Bewitched vs Oxblood
Bewitched (Benjamin Moore) and Oxblood (Cloverdale Paint) come from different manufacturers. Bewitched reads as pink-red, while Oxblood reads as pink — two distinct hue families, not close cousins. Their light reflectance values are nearly the same — 6 vs 4 — so neither will read significantly brighter or darker than the other. ΔE 4.2 means they're clearly different, but not dramatically so — they'd pair well in the same room. Below you'll find 2 real-room photo comparisons where both colors appear side by side, plus 5 simulated room previews.
Bewitched vs Oxblood in Real Spaces
2 real rooms side by side. Bewitched and Oxblood are close enough that the difference can be hard to judge from a chip alone — these photos show how each reads at scale, across different spaces and lighting conditions.
Living Room
A living room wall sees more varied light than almost any other surface in the house, which makes the choice between these two more nuanced than a chip suggests. The distinction reads clearly at room scale, making the choice between them concrete.
Color Details
Bewitched vs Oxblood Simulated Comparison
5 simulated room previews — drag the slider on each to see Bewitched on one side and Oxblood on the other.
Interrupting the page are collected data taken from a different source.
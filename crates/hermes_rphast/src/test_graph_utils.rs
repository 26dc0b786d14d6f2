#[cfg(test)]
pub mod test_graph {

    use std::{
        cmp::{self, Reverse},
        collections::BinaryHeap,
    };

    use rand::{SeedableRng, rngs::StdRng, seq::SliceRandom};

    use crate::{
        ch::{
            ch_edge::EdgeCosts,
            ch_storage::{CHStorage, CHStorageBuilder},
        },
        distance::{Distance, Kilometers, Meters},
        kilometers, meters,
        matrix::matrix_metrics::Metric,
        types::{EdgeId, NodeId},
        weighting::{Cost, Milliseconds, Weight},
    };

    struct TestEdge {
        start: NodeId,
        end: NodeId,
        costs: EdgeCosts,
    }

    /// Directed base graph that can be contracted in any node order.
    pub struct TestGraph {
        nodes: usize,
        edges: Vec<TestEdge>,
        adjacency_list: Vec<Vec<EdgeId>>,
    }

    #[derive(Clone, Copy)]
    pub enum RomaniaGraphCity {
        Arad = 1,
        Bucharest = 2,
        Craiova = 3,
        Dobreta = 4,
        Eforie = 5,
        Fagaras = 6,
        Giurgiu = 7,
        Hirsova = 8,
        Iasi = 9,
        Lugoj = 10,
        Mehadia = 11,
        Neamt = 12,
        Oradea = 13,
        Pitesti = 14,
        RimnicuVilcea = 15,
        Sibiu = 16,
        Timisoara = 17,
        Urziceni = 18,
        Vaslui = 19,
        Zerind = 20,
    }

    // https://user-images.githubusercontent.com/43790152/97784960-1a142580-1bc4-11eb-9070-39c03eb16df2.png
    fn get_romania_graph_edges() -> Vec<(RomaniaGraphCity, RomaniaGraphCity, Distance<Kilometers>)>
    {
        use RomaniaGraphCity::*;

        vec![
            (Oradea, Zerind, kilometers!(71)),
            (Oradea, Sibiu, kilometers!(151)),
            (Zerind, Arad, kilometers!(75)),
            (Arad, Sibiu, kilometers!(140)),
            (Arad, Timisoara, kilometers!(118)),
            (Timisoara, Lugoj, kilometers!(111)),
            (Lugoj, Mehadia, kilometers!(70)),
            (Mehadia, Dobreta, kilometers!(75)),
            (Dobreta, Craiova, kilometers!(120)),
            (Craiova, RimnicuVilcea, kilometers!(146)),
            (Craiova, Pitesti, kilometers!(138)),
            (RimnicuVilcea, Pitesti, kilometers!(97)),
            (RimnicuVilcea, Sibiu, kilometers!(80)),
            (Sibiu, Fagaras, kilometers!(99)),
            (Fagaras, Bucharest, kilometers!(211)),
            (Pitesti, Bucharest, kilometers!(101)),
            (Bucharest, Giurgiu, kilometers!(90)),
            (Bucharest, Urziceni, kilometers!(85)),
            (Urziceni, Hirsova, kilometers!(98)),
            (Hirsova, Eforie, kilometers!(86)),
            (Urziceni, Vaslui, kilometers!(142)),
            (Vaslui, Iasi, kilometers!(92)),
            (Iasi, Neamt, kilometers!(87)),
        ]
    }

    /// One unit of every metric: weight 1, one second, one meter
    pub fn unit_costs() -> EdgeCosts {
        EdgeCosts::new(1, 1000, meters!(1))
    }

    /// Nodes `0 - 1 - ... - n-1`, traversable in both directions
    pub fn create_line_graph(nodes: usize) -> TestGraph {
        let mut graph = TestGraph::new();
        for node in 1..nodes {
            graph.add_bidirectional_edge(node - 1, node, unit_costs());
        }
        graph
    }

    /// The Romania road map. Speeds differ per road and per direction, and some roads carry a
    /// penalty, so the fastest, the shortest and the cheapest routes disagree.
    pub fn create_romania_graph() -> TestGraph {
        let speeds_kmh: [u32; 4] = [50, 80, 100, 130];
        let mut graph = TestGraph::new();

        for (index, (start, end, distance)) in get_romania_graph_edges().into_iter().enumerate() {
            let (start, end) = (start as usize, end as usize);
            let km = distance.value() as u32;
            let distance = distance.convert::<Meters>();
            let speed = speeds_kmh[index % speeds_kmh.len()];

            let forward_ms: Milliseconds = km * 3_600_000 / speed;
            let backward_ms: Milliseconds = km * 3_600_000 / (speed + 20);
            let penalty: Weight = 120 * (index as Weight % 3);

            graph.add_edge(
                start,
                end,
                EdgeCosts::new(forward_ms / 1000 + penalty, forward_ms, distance),
            );
            graph.add_edge(
                end,
                start,
                EdgeCosts::new(backward_ms / 1000 + penalty, backward_ms, distance),
            );
        }

        graph
    }

    fn dominates(existing: &EdgeCosts, candidate: &EdgeCosts) -> bool {
        existing.weight <= candidate.weight
            && existing.time <= candidate.time
            && existing.distance <= candidate.distance
    }

    fn metric_cost(costs: &EdgeCosts, metric: Metric) -> Cost {
        match metric {
            Metric::Duration => costs.time as Cost,
            Metric::Distance => costs.distance.nanometers() as Cost,
            Metric::Weight => costs.weight as Cost,
        }
    }

    impl TestGraph {
        pub fn new() -> Self {
            Self {
                nodes: 0,
                edges: Vec::new(),
                adjacency_list: Vec::new(),
            }
        }

        pub fn node_count(&self) -> usize {
            self.nodes
        }

        fn add_node(&mut self, node_id: NodeId) {
            self.nodes = cmp::max(self.nodes, node_id + 1);
            if self.nodes > self.adjacency_list.len() {
                self.adjacency_list.resize_with(self.nodes, Vec::new);
            }
        }

        pub fn add_edge(&mut self, start: NodeId, end: NodeId, costs: EdgeCosts) {
            self.add_node(start);
            self.add_node(end);

            let edge_id = self.edges.len();
            self.edges.push(TestEdge { start, end, costs });
            self.adjacency_list[start].push(edge_id);
        }

        pub fn add_bidirectional_edge(&mut self, start: NodeId, end: NodeId, costs: EdgeCosts) {
            self.add_edge(start, end, costs);
            self.add_edge(end, start, costs);
        }

        /// Every node id exactly once, in an order fixed by `seed`
        pub fn shuffled_order(&self, seed: u64) -> Vec<NodeId> {
            let mut order: Vec<NodeId> = (0..self.nodes).collect();
            order.shuffle(&mut StdRng::seed_from_u64(seed));
            order
        }

        /// Contracts the nodes in `order`, the first node gets the lowest rank.
        ///
        /// Every path over a contracted node is replaced by a shortcut unless an existing edge
        /// is at least as good in every metric, which keeps the hierarchy exact for each metric
        /// on its own.
        pub fn contract_in_order(&self, order: &[NodeId]) -> CHStorage {
            assert_eq!(order.len(), self.nodes);

            let mut builder = CHStorageBuilder::new(self.nodes);
            for (rank, &node) in order.iter().enumerate() {
                builder.set_node_rank(node, rank);
            }

            let mut outgoing: Vec<Vec<(NodeId, EdgeCosts, EdgeId)>> = vec![Vec::new(); self.nodes];
            let mut incoming: Vec<Vec<(NodeId, EdgeCosts, EdgeId)>> = vec![Vec::new(); self.nodes];

            for edge in &self.edges {
                let id = builder.add_edge(edge.start, edge.end, edge.costs);
                outgoing[edge.start].push((edge.end, edge.costs, id));
                incoming[edge.end].push((edge.start, edge.costs, id));
            }

            let mut contracted = vec![false; self.nodes];
            for &node in order {
                contracted[node] = true;

                let ins: Vec<_> = incoming[node]
                    .iter()
                    .filter(|(start, ..)| !contracted[*start])
                    .copied()
                    .collect();
                let outs: Vec<_> = outgoing[node]
                    .iter()
                    .filter(|(end, ..)| !contracted[*end])
                    .copied()
                    .collect();

                for &(start, in_costs, in_id) in &ins {
                    for &(end, out_costs, out_id) in &outs {
                        if start == end {
                            continue;
                        }

                        let costs = in_costs + out_costs;
                        let witnessed = outgoing[start]
                            .iter()
                            .any(|(target, existing, _)| *target == end && dominates(existing, &costs));
                        if witnessed {
                            continue;
                        }

                        let id = builder.add_shortcut(start, end, costs, in_id, out_id);
                        outgoing[start].push((end, costs, id));
                        incoming[end].push((start, costs, id));
                    }
                }
            }

            builder.build().unwrap()
        }

        /// Plain Dijkstra over the base edges, `None` for unreachable nodes
        pub fn dijkstra(&self, source: NodeId, metric: Metric) -> Vec<Option<Cost>> {
            let mut costs: Vec<Option<Cost>> = vec![None; self.nodes];
            let mut heap = BinaryHeap::new();

            costs[source] = Some(0);
            heap.push(Reverse((0, source)));

            while let Some(Reverse((cost, node))) = heap.pop() {
                if costs[node].is_some_and(|best| cost > best) {
                    continue;
                }

                for &edge_id in &self.adjacency_list[node] {
                    let edge = &self.edges[edge_id];
                    let next = cost + metric_cost(&edge.costs, metric);

                    if costs[edge.end].is_none_or(|best| next < best) {
                        costs[edge.end] = Some(next);
                        heap.push(Reverse((next, edge.end)));
                    }
                }
            }

            costs
        }
    }
}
Digital color is approximate. These simulations are generated from the manufacturer's hex values and overlaid on grayscale room photos — your screen's calibration, brightness, and viewing angle all affect how they render. Before committing to either color, test physical samples in your own space under the light you actually live with.
More Bewitched comparisons
See how Bewitched stacks up against other well-photographed colors across different brands and tones.